Records from a data source
= = = = = = =

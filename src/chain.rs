//! Chain construction and traversal.
//!
//! The "linked list across the image" is not an object graph: each chain
//! pixel stores one ciphertext byte in R and a 16-bit pointer in G/B, and
//! the link to the next node is the keyed relation `resolve(K, pointer)`.
//! The builder walks the ciphertext backward so that every node can commit
//! to a pointer that lands on the node placed just before it, picking the
//! (pixel, pointer) pair with the least Euclidean distortion at each step.
//! The walker simply follows the relation forward.

use crate::crypto::MasterKey;
use crate::error::{Result, VeilchainError};
use crate::grid::{PixelGrid, Px};
use crate::pointer::{resolve, CandidateSet, PointerTable};

/// Squared RGBA distance between a pixel's current value and its modified
/// form (R := target byte, G/B := pointer bytes, A unchanged). Squared
/// integers order identically to the Euclidean metric and stay bit-exact
/// on every platform.
pub fn score(px: Px, target_r: u8, pointer: u16) -> u32 {
    let dr = px.r().abs_diff(target_r) as u32;
    let dg = px.g().abs_diff((pointer >> 8) as u8) as u32;
    let db = px.b().abs_diff((pointer & 0xff) as u8) as u32;
    dr * dr + dg * dg + db * db
}

/// Embed the ciphertext as a pointer chain over the candidate set.
///
/// Returns the chain entry position (into the candidate set). `on_byte`
/// fires once per placed byte, newest-to-oldest; it is the caller's yield
/// point for progress and cancellation, and any error it returns aborts
/// the build.
pub fn build_chain(
    grid: &mut PixelGrid,
    set: &CandidateSet,
    table: &PointerTable,
    ciphertext: &[u8],
    mut on_byte: impl FnMut(usize) -> Result<()>,
) -> Result<usize> {
    let len = ciphertext.len();
    debug_assert!(len >= 1, "chain needs at least one ciphertext byte");
    let mut used = vec![false; set.len()];

    // Seed the chain tail: the candidate whose payload channel is already
    // closest to the final byte. Only R changes here; the tail keeps the
    // pointer the cover happened to contain.
    let last = ciphertext[len - 1];
    let mut tail = 0usize;
    let mut tail_delta = u8::MAX;
    for pos in 0..set.len() {
        let delta = grid.px(set.image_index(pos)).r().abs_diff(last);
        if delta < tail_delta {
            tail_delta = delta;
            tail = pos;
        }
    }
    grid.set_r(set.image_index(tail), last);
    used[tail] = true;
    on_byte(len - 1)?;

    // Extend backward: node i must point at node i+1.
    let mut next_pos = tail;
    for i in (0..len.saturating_sub(1)).rev() {
        let placed = place_byte(grid, set, &mut used, table.pointers_to(next_pos), ciphertext[i])
            .ok_or(VeilchainError::ExhaustedCandidates { index: i })?;
        next_pos = placed;
        on_byte(i)?;
    }

    Ok(next_pos)
}

/// Commit one ciphertext byte: pick the unused candidate and valid pointer
/// with minimal distortion, write R/G/B, and return the chosen position.
///
/// Candidate order is part of the algorithm, not an optimisation: exact
/// payload matches first (set order), then the rest ascending by payload
/// delta. The first zero-distortion hit wins outright; otherwise the
/// strict minimum over every (candidate, pointer) pair wins, earliest
/// encountered on ties.
fn place_byte(
    grid: &mut PixelGrid,
    set: &CandidateSet,
    used: &mut [bool],
    valid: &[u16],
    target: u8,
) -> Option<usize> {
    let mut exact = Vec::new();
    let mut rest = Vec::new();
    for pos in 0..set.len() {
        if used[pos] {
            continue;
        }
        let delta = grid.px(set.image_index(pos)).r().abs_diff(target);
        if delta == 0 {
            exact.push(pos);
        } else {
            rest.push((delta, pos));
        }
    }
    rest.sort_unstable_by_key(|&(delta, pos)| (delta, pos));

    let mut best: Option<(u32, usize, u16)> = None;
    for pos in exact.iter().copied().chain(rest.iter().map(|&(_, pos)| pos)) {
        let px = grid.px(set.image_index(pos));
        let delta = px.r().abs_diff(target) as u32;

        // Perfect match: payload already in place and the stored pointer
        // already resolves to the next node. Zero distortion, done.
        if delta == 0 && valid.binary_search(&px.pointer()).is_ok() {
            best = Some((0, pos, px.pointer()));
            break;
        }

        // Candidates arrive in ascending payload delta, and the payload
        // delta alone lower-bounds the total distance, so once it cannot
        // strictly beat the incumbent no later candidate can either.
        if let Some((best_dist, _, _)) = best {
            if delta * delta >= best_dist {
                break;
            }
        }

        for &pointer in valid {
            let dist = score(px, target, pointer);
            if best.map_or(true, |(best_dist, _, _)| dist < best_dist) {
                best = Some((dist, pos, pointer));
            }
        }
    }

    let (_, pos, pointer) = best?;
    grid.set_payload(set.image_index(pos), target, pointer);
    used[pos] = true;
    Some(pos)
}

/// Follow the chain forward from the start position and reassemble the
/// ciphertext. Pure read; tampered inputs yield garbage bytes, never a
/// panic, and the AEAD layer above catches them.
pub fn walk_chain(
    grid: &PixelGrid,
    set: &CandidateSet,
    key: &MasterKey,
    chain_len: usize,
    start: usize,
) -> Vec<u8> {
    let mut ciphertext = Vec::with_capacity(chain_len);
    let mut cur = start;
    for _ in 0..chain_len {
        let px = grid.px(set.image_index(cur));
        ciphertext.push(px.r());
        cur = resolve(key, px.pointer(), set.len());
    }
    ciphertext
}

#[cfg(test)]
mod tests {
    use super::*;
    use crate::crypto::KEY_LEN;

    fn test_key(last: u8) -> MasterKey {
        let mut bytes = [0u8; KEY_LEN];
        bytes[KEY_LEN - 1] = last;
        MasterKey::from_bytes(bytes)
    }

    /// Grid with varied channel content so candidate ordering is exercised.
    fn textured_grid(width: u32, height: u32) -> PixelGrid {
        let count = width as usize * height as usize;
        let mut data = Vec::with_capacity(count * 4);
        for i in 0..count {
            data.push((i * 7) as u8);
            data.push((i * 13 + 5) as u8);
            data.push((i * 29 + 11) as u8);
            data.push(200);
        }
        PixelGrid::from_raw(width, height, data)
    }

    fn build_fixture(
        key: &MasterKey,
        grid: &mut PixelGrid,
        alias: u16,
        ciphertext: &[u8],
    ) -> (CandidateSet, usize) {
        let set = CandidateSet::select(key, grid.pixel_count(), alias);
        let table = PointerTable::build(key, set.len());
        let start = build_chain(grid, &set, &table, ciphertext, |_| Ok(())).unwrap();
        (set, start)
    }

    #[test]
    fn test_chain_round_trip() {
        let key = test_key(1);
        let mut grid = textured_grid(16, 16);
        let ciphertext: Vec<u8> = (0..24u8).map(|i| i.wrapping_mul(31).wrapping_add(7)).collect();

        let (set, start) = build_fixture(&key, &mut grid, 32, &ciphertext);
        assert!(start < set.len());

        let recovered = walk_chain(&grid, &set, &key, ciphertext.len(), start);
        assert_eq!(recovered, ciphertext);
    }

    #[test]
    fn test_chain_pointer_relation_and_exact_payload() {
        let key = test_key(2);
        let mut grid = textured_grid(16, 16);
        let ciphertext: Vec<u8> = (0..20u8).map(|i| i.wrapping_mul(97)).collect();

        let (set, start) = build_fixture(&key, &mut grid, 32, &ciphertext);

        let mut cur = start;
        let mut visited = Vec::new();
        for &byte in &ciphertext {
            let px = grid.px(set.image_index(cur));
            // payload bytes are stored exactly, never approximated
            assert_eq!(px.r(), byte);
            visited.push(cur);
            cur = resolve(&key, px.pointer(), set.len());
        }

        // every consecutive pair is linked by the pointer relation
        for pair in visited.windows(2) {
            let px = grid.px(set.image_index(pair[0]));
            assert_eq!(resolve(&key, px.pointer(), set.len()), pair[1]);
        }

        // chain positions never repeat
        let mut sorted = visited.clone();
        sorted.sort_unstable();
        sorted.dedup();
        assert_eq!(sorted.len(), visited.len());
    }

    #[test]
    fn test_chain_leaves_alpha_untouched() {
        let key = test_key(3);
        let mut grid = textured_grid(12, 12);
        let before: Vec<u8> = grid.as_bytes().iter().skip(3).step_by(4).copied().collect();

        let ciphertext: Vec<u8> = (0..30u8).collect();
        build_fixture(&key, &mut grid, 64, &ciphertext);

        let after: Vec<u8> = grid.as_bytes().iter().skip(3).step_by(4).copied().collect();
        assert_eq!(before, after);
    }

    #[test]
    fn test_build_is_deterministic() {
        let key = test_key(4);
        let ciphertext: Vec<u8> = (0..40u8).map(|i| i.wrapping_mul(53)).collect();

        let mut a = textured_grid(16, 16);
        let (_, start_a) = build_fixture(&key, &mut a, 32, &ciphertext);
        let mut b = textured_grid(16, 16);
        let (_, start_b) = build_fixture(&key, &mut b, 32, &ciphertext);

        assert_eq!(start_a, start_b);
        assert_eq!(a.as_bytes(), b.as_bytes());
    }

    #[test]
    fn test_chain_fills_entire_candidate_set() {
        // 16 pixels, 16 ciphertext bytes: every candidate is consumed.
        let key = test_key(5);
        let mut grid = textured_grid(4, 4);
        let ciphertext: Vec<u8> = (0..16u8).map(|i| i.wrapping_mul(17)).collect();

        let (set, start) = build_fixture(&key, &mut grid, 4_096, &ciphertext);
        assert_eq!(set.len(), 16);

        let recovered = walk_chain(&grid, &set, &key, 16, start);
        assert_eq!(recovered, ciphertext);
    }

    #[test]
    fn test_overlong_chain_exhausts_candidates() {
        let key = test_key(6);
        let mut grid = textured_grid(4, 4);
        let set = CandidateSet::select(&key, 16, 4_096);
        let table = PointerTable::build(&key, set.len());

        let ciphertext = vec![0xaau8; 17]; // one more byte than candidates
        let result = build_chain(&mut grid, &set, &table, &ciphertext, |_| Ok(()));
        assert!(matches!(
            result,
            Err(VeilchainError::ExhaustedCandidates { .. })
        ));
    }

    #[test]
    fn test_on_byte_error_aborts_build() {
        let key = test_key(7);
        let mut grid = textured_grid(8, 8);
        let set = CandidateSet::select(&key, 64, 1_024);
        let table = PointerTable::build(&key, set.len());

        let result = build_chain(&mut grid, &set, &table, &[1, 2, 3, 4], |_| {
            Err(VeilchainError::Cancelled)
        });
        assert!(matches!(result, Err(VeilchainError::Cancelled)));
    }

    #[test]
    fn test_place_byte_commits_global_minimum() {
        let key = test_key(8);
        let mut grid = textured_grid(8, 8);
        let set = CandidateSet::select(&key, 64, 1_024);
        let table = PointerTable::build(&key, set.len());
        let valid = table.pointers_to(3);
        let target = 0x5a;

        // brute-force minimum over every (unused candidate, pointer) pair
        let mut brute = u32::MAX;
        for pos in 0..set.len() {
            let px = grid.px(set.image_index(pos));
            for &pointer in valid {
                brute = brute.min(score(px, target, pointer));
            }
        }

        let mut used = vec![false; set.len()];
        let chosen = place_byte(&mut grid, &set, &mut used, valid, target).unwrap();
        let px = grid.px(set.image_index(chosen));
        assert_eq!(px.r(), target);
        // the committed pixel sits exactly at the brute-force optimum
        // relative to its original value
        let original = textured_grid(8, 8).px(set.image_index(chosen));
        assert_eq!(score(original, target, px.pointer()), brute);
    }

    #[test]
    fn test_score_known_values() {
        let px = Px([10, 0x12, 0x34, 77]);
        assert_eq!(score(px, 10, 0x1234), 0);
        assert_eq!(score(px, 13, 0x1234), 9);
        assert_eq!(score(px, 10, 0x1233), 1);
        assert_eq!(score(px, 11, 0x1133), 1 + 1 + 1);
    }
}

= = = = = = =

- _YOUR GOAL_
Reply with a number alone, the number of lines of the records that hold the word "node".

- _WRITTEN RESPONSE_
5